Foto: APA / Bundesheer / Macher

Wien – Einen Tag nachdem die Republik ihren neuen Durchstart in der Causa Eurofighter verkündet hat, bremsen Justizexperten allzu hohe Erwartungen ein – und zwar nicht nur, was das Tempo der Aufarbeitung, sondern auch die Zukunft der umstrittenen Abfangjäger betrifft. Christian Pilnacek, Strafsektionschef im Justizministerium, avisierte den Abschluss der Ermittlungen der Staatsanwaltschaft Wien via Ö1 mit 2018 – erst da entscheidet sich, ob es in der Affäre zu Anklagen kommt.

Bis dahin stehen noch Vernehmungen und das Auswerten von Kontoöffnungen im Ausland an. Immerhin: Angesichts der aktuellen Vorgänge soll dem ermittelnden Staatsanwalt, der auch andere große Causen betreut, ein Kollege seiner Wahl zur Seite gestellt werden, wie der STANDARD erfuhr.

Wie berichtet hat das Verteidigungsministerium den Lieferanten, einst EADS, heute Airbus, wegen des Verdachts auf arglistige und betrügerische Täuschung angezeigt – mit dem Ziel, sich mindestens 183,4 Millionen und bis zu einer Milliarde Euro zurückzuholen. Als Anwalt der Republik schloss sich die Finanzprokuratur dem Verfahren als Privatbeteiligte an. Als weiteres Druckmittel gegen Airbus brachte Verteidigungsminister Hans Peter Doskozil (SPÖ) mögliche Alternativen zu den Eurofightern ins Spiel, indem er bis zur Jahresmitte eine Sonderkommission prüfen lässt, wie der Luftraum künftig effizienter bewerkstelligt werden kann.

Risiken rund um Ausstieg

Korruptionsexperte Franz Fiedler, einst Rechnungshofpräsident, ist "skeptisch", ob ein Vertragsausstieg "für das Land die günstigste Variante wäre". Im STANDARD-Gespräch sieht er gute Chancen auf Preisminderung rund um den Eurofighter-Deal und Konventionalstrafen, wenn ein Teil der vereinbarten Gegengeschäfte nicht erfüllt, sondern als Scheingeschäfte abgewickelt wurden – und somit "der Vorwurf vor Gericht hält".

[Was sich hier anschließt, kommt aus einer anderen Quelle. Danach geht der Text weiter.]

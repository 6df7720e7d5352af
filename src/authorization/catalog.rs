//! Role catalog.
//!
//! The catalog maps role ids to permission sets. It is consulted once per
//! authorization pass; the resulting [`RoleSnapshot`] is the per-pass cache
//! and is discarded with the pass.

use std::collections::HashMap;
use std::sync::RwLock;

use super::permissions::{ADMIN_ROLE, ALL, REGULAR_PERMISSIONS, REGULAR_ROLE};
use crate::models::{ResourceRole, Role};
use crate::{Error, Result};

/// Source of role definitions.
///
/// Implementations must be thread-safe (`Send + Sync`).
pub trait RoleCatalog: Send + Sync {
    /// Returns every known role, including deleted ones.
    ///
    /// # Errors
    ///
    /// Returns an error if the catalog cannot be read.
    fn get_roles(&self) -> Result<Vec<Role>>;
}

/// In-process catalog backed by configuration.
#[derive(Debug, Default)]
pub struct StaticRoleCatalog {
    roles: RwLock<Vec<Role>>,
}

impl StaticRoleCatalog {
    /// Creates a catalog from the given roles.
    #[must_use]
    pub fn new(roles: Vec<Role>) -> Self {
        Self {
            roles: RwLock::new(roles),
        }
    }

    /// Catalog with the built-in `identity.regular` and `identity.admin` roles.
    #[must_use]
    pub fn builtin() -> Self {
        Self::new(builtin_roles())
    }

    /// Adds or replaces a role.
    ///
    /// # Errors
    ///
    /// Returns an error if the catalog lock is poisoned.
    pub fn upsert(&self, role: Role) -> Result<()> {
        let mut roles = self.roles.write().map_err(|e| Error::OperationFailed {
            operation: "lock_role_catalog".to_string(),
            cause: e.to_string(),
        })?;
        roles.retain(|existing| existing.id != role.id);
        roles.push(role);
        Ok(())
    }
}

impl RoleCatalog for StaticRoleCatalog {
    fn get_roles(&self) -> Result<Vec<Role>> {
        let roles = self.roles.read().map_err(|e| Error::OperationFailed {
            operation: "lock_role_catalog".to_string(),
            cause: e.to_string(),
        })?;
        Ok(roles.clone())
    }
}

/// The built-in roles.
#[must_use]
pub fn builtin_roles() -> Vec<Role> {
    vec![
        Role::new(REGULAR_ROLE, REGULAR_PERMISSIONS.iter().copied())
            .with_label("Regular identity"),
        Role::new(ADMIN_ROLE, ALL.iter().copied()).with_label("Identity administrator"),
    ]
}

/// Roles fetched once for a single authorization pass.
#[derive(Debug, Clone, Default)]
pub struct RoleSnapshot {
    roles: HashMap<String, Role>,
}

impl RoleSnapshot {
    /// Loads a snapshot from `catalog`.
    ///
    /// # Errors
    ///
    /// Returns an error if the catalog cannot be read.
    pub fn load(catalog: &dyn RoleCatalog) -> Result<Self> {
        Ok(Self::from_roles(catalog.get_roles()?))
    }

    /// Builds a snapshot from a role list.
    #[must_use]
    pub fn from_roles(roles: Vec<Role>) -> Self {
        Self {
            roles: roles.into_iter().map(|role| (role.id.clone(), role)).collect(),
        }
    }

    /// Returns the permissions of an active role.
    ///
    /// # Errors
    ///
    /// Returns [`Error::NotSupported`] if the role is unknown or deleted.
    pub fn permissions(&self, role_id: &str) -> Result<&[String]> {
        match self.roles.get(role_id) {
            Some(role) if role.is_active() => Ok(&role.sys_permission),
            Some(_) => Err(Error::NotSupported(format!("role '{role_id}' is deleted"))),
            None => Err(Error::NotSupported(format!("role '{role_id}' is not supported"))),
        }
    }

    /// Checks that every entry names an active role.
    ///
    /// # Errors
    ///
    /// Returns [`Error::NotSupported`] for the first unknown or deleted role.
    pub fn ensure_supported(&self, resource_roles: &[ResourceRole]) -> Result<()> {
        resource_roles
            .iter()
            .try_for_each(|entry| self.permissions(&entry.sys_role).map(|_| ()))
    }

    /// Number of roles in the snapshot.
    #[must_use]
    pub fn len(&self) -> usize {
        self.roles.len()
    }

    /// Returns `true` if the snapshot holds no roles.
    #[must_use]
    pub fn is_empty(&self) -> bool {
        self.roles.is_empty()
    }
}
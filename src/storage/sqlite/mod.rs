//! Shared `SQLite` infrastructure for the identity store.
//!
//! - [`connection`]: lock acquisition and connection configuration
//! - [`record_row`]: row conversion and key hashing
//! - [`metrics`]: operation metrics

mod connection;
mod metrics;
mod record_row;

pub use connection::{acquire_lock, configure_connection};
pub use metrics::{record_operation_metrics, status_of};
pub use record_row::{
    RECORD_COLUMNS, RecordRow, encode_json, format_timestamp, id_hash, sequence_param,
};
//! Acting principals.

use super::identity::{IdentityId, IdentityRecord};
use super::resource_role::ResourceRole;

/// The acting party in an authorization decision.
///
/// Resolved once at the API boundary; validators never look the principal
/// up again.
#[derive(Debug, Clone, PartialEq, Eq)]
pub enum Principal {
    /// Full administrative trust: every check passes.
    FullTrust,
    /// An identity acting with the resource roles it holds.
    Identity {
        /// The acting identity.
        id: IdentityId,
        /// Resource roles held by the identity.
        resource_roles: Vec<ResourceRole>,
    },
}

impl Principal {
    /// Creates an identity principal.
    #[must_use]
    pub fn identity(id: impl Into<IdentityId>, resource_roles: Vec<ResourceRole>) -> Self {
        Self::Identity {
            id: id.into(),
            resource_roles,
        }
    }

    /// Creates a principal from a stored record.
    #[must_use]
    pub fn from_record(record: &IdentityRecord) -> Self {
        Self::Identity {
            id: record.identity.id.clone(),
            resource_roles: record.meta.sys_resource_role.clone(),
        }
    }

    /// Returns `true` for [`Principal::FullTrust`].
    #[must_use]
    pub const fn is_full_trust(&self) -> bool {
        matches!(self, Self::FullTrust)
    }

    /// Returns the acting identity id, if any.
    #[must_use]
    pub const fn id(&self) -> Option<&IdentityId> {
        match self {
            Self::FullTrust => None,
            Self::Identity { id, .. } => Some(id),
        }
    }

    /// Returns the held resource roles (empty for full trust).
    #[must_use]
    pub fn resource_roles(&self) -> &[ResourceRole] {
        match self {
            Self::FullTrust => &[],
            Self::Identity { resource_roles, .. } => resource_roles,
        }
    }

    /// Short label for logs.
    #[must_use]
    pub fn label(&self) -> &str {
        self.id().map_or("<full-trust>", IdentityId::as_str)
    }
}
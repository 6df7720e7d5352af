//! Identity record store trait.

use crate::Result;
use crate::models::{
    Identity, IdentityFilter, IdentityId, IdentityRecord, IdentityStatus, ResourceRole,
};

/// A single-record mutation applied by [`IdentityStore::conditional_update`].
#[derive(Debug, Clone, PartialEq)]
pub enum RecordMutation {
    /// Replace the identity document.
    Identity(Identity),
    /// Replace the lifecycle status.
    Status(IdentityStatus),
    /// Replace the held resource roles.
    ResourceRoles(Vec<ResourceRole>),
}

impl RecordMutation {
    /// Short operation name for logs and metrics.
    #[must_use]
    pub const fn kind(&self) -> &'static str {
        match self {
            Self::Identity(_) => "identity",
            Self::Status(_) => "status",
            Self::ResourceRoles(_) => "resource_roles",
        }
    }
}

/// Durable store for identity records.
///
/// The store is the only shared mutable state. Concurrency control is a
/// compare-and-swap on `meta.sequence`; implementations must never block
/// waiting for a competing writer to finish.
pub trait IdentityStore: Send + Sync {
    /// Retrieves a record by identity ID.
    fn find_one(&self, id: &IdentityId) -> Result<Option<IdentityRecord>>;

    /// Retrieves every record whose ID is in `ids`.
    ///
    /// Missing IDs are skipped; order is unspecified.
    fn find_many(&self, ids: &[IdentityId]) -> Result<Vec<IdentityRecord>>;

    /// Lists records matching `filter`.
    fn find(&self, filter: &IdentityFilter) -> Result<Vec<IdentityRecord>>;

    /// Inserts a new record.
    ///
    /// # Errors
    ///
    /// Returns [`crate::Error::Duplicate`] if the ID already exists.
    fn insert(&self, record: IdentityRecord) -> Result<IdentityRecord>;

    /// Applies `mutation` only if the stored sequence equals
    /// `expected_sequence`, bumping the sequence by one and refreshing
    /// `meta.updated` in the same write.
    ///
    /// Returns the number of records matched (0 or 1).
    fn conditional_update(
        &self,
        id: &IdentityId,
        expected_sequence: u64,
        mutation: RecordMutation,
    ) -> Result<u64>;

    /// Returns `true` if a record exists for `id`.
    fn exists(&self, id: &IdentityId) -> Result<bool> {
        Ok(self.find_one(id)?.is_some())
    }

    /// Returns the number of records matching `filter`.
    fn count(&self, filter: &IdentityFilter) -> Result<usize> {
        Ok(self.find(filter)?.len())
    }
}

Denn die Republik vertritt nun die Ansicht, dass ihr bis zu zehn Prozent des Kaufpreises der fast zwei Milliarden schweren Eurofighter, also 183,4 Millionen, als Gegengeschäftskosten eingepreist worden sind. Laut Taskforce im Verteidigungsressort sollen 114 Millionen in die fragwürdigen Kanäle des Briefkastennetzwerks Vector Aerospace geflossen sein.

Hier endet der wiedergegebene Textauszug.